Il y avait de bonnes nouvelles. Mme Horiunenko et sa mère se sont échappées de Marioupol. Ils sont finalement arrivés au Danemark, où Mme Horiunenko dit qu’elle prévoit de recommencer son livre.

La plupart étaient portés disparus. Beaucoup n’avaient pas réussi.

Les corps brûlés d’une famille avec deux aveugles ont été retrouvés dans leur appartement bombardé à Marioupol. Mme Rohozhyna n’a pas encore dit à Misha, qui était parti en vacances avec eux.

Mme Kravchenko a appris qu’Ihor, le fils de son amie atteint de paralysie cérébrale, avait été tué lorsqu’un missile est tombé près de leur domicile et qu’un éclat d’obus lui a transpercé l’estomac. Il lui a fallu deux jours pour mourir. Il a été enterré dans la cour de leur maison.

Le mois dernier, le centre a été touché et endommagé lors d’une attaque au missile, faisant un blessé, a-t-elle déclaré. Il a été pillé de sa nourriture restante tandis que ceux qui restaient au centre ont enterré une femme âgée, qui y séjournait, dans son jardin.

Sans plus de nourriture, la plupart de ceux qui restent sont partis.

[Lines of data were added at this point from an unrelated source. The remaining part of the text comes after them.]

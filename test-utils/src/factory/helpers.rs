//! Shared helper utilities for factory methods.
//!
//! This module provides common utilities used across all factory modules,
//! primarily unique identifier generation for test data.

/// Counter for generating unique IDs in tests.
///
/// This atomic counter ensures each factory-created entity gets a unique
/// identifier to prevent collisions in tests.
static COUNTER: std::sync::atomic::AtomicU64 = std::sync::atomic::AtomicU64::new(1);

/// Gets the next unique counter value for test data.
///
/// This function provides monotonically increasing values for use in
/// generating unique test identifiers across all factories.
///
/// # Returns
/// - `u64` - Next unique counter value
pub fn next_id() -> u64 {
    COUNTER.fetch_add(1, std::sync::atomic::Ordering::SeqCst)
}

Dans un logement juste à l’extérieur d’Amsterdam, Mme Kravchenko continue d’essayer de contacter les familles qui fréquentaient le centre avant la guerre. À l’heure actuelle, elle ne peut représenter que 35 des 210 familles.

Dans le même bâtiment, Misha a à peine quitté sa chambre, a déclaré Mme Rohozhyna. Plus tôt ce mois-ci, il a enfoui sa tête dans un oreiller et a pleuré parce que M. Cena ne s’est pas encore présenté.

“Je lui dis, nous n’avons pas fini notre voyage, mais nous devons nous arrêter ici et économiser un peu pour un billet pour l’Amérique, pour le retrouver là-bas”, a-t-elle déclaré.

Misha Rohozhyn aide sa mère, Liana Rohozhyna, à rester sur une planche à roulettes aux Pays-Bas, où ils vivent maintenant avec d’autres qui ont quitté l’Ukraine.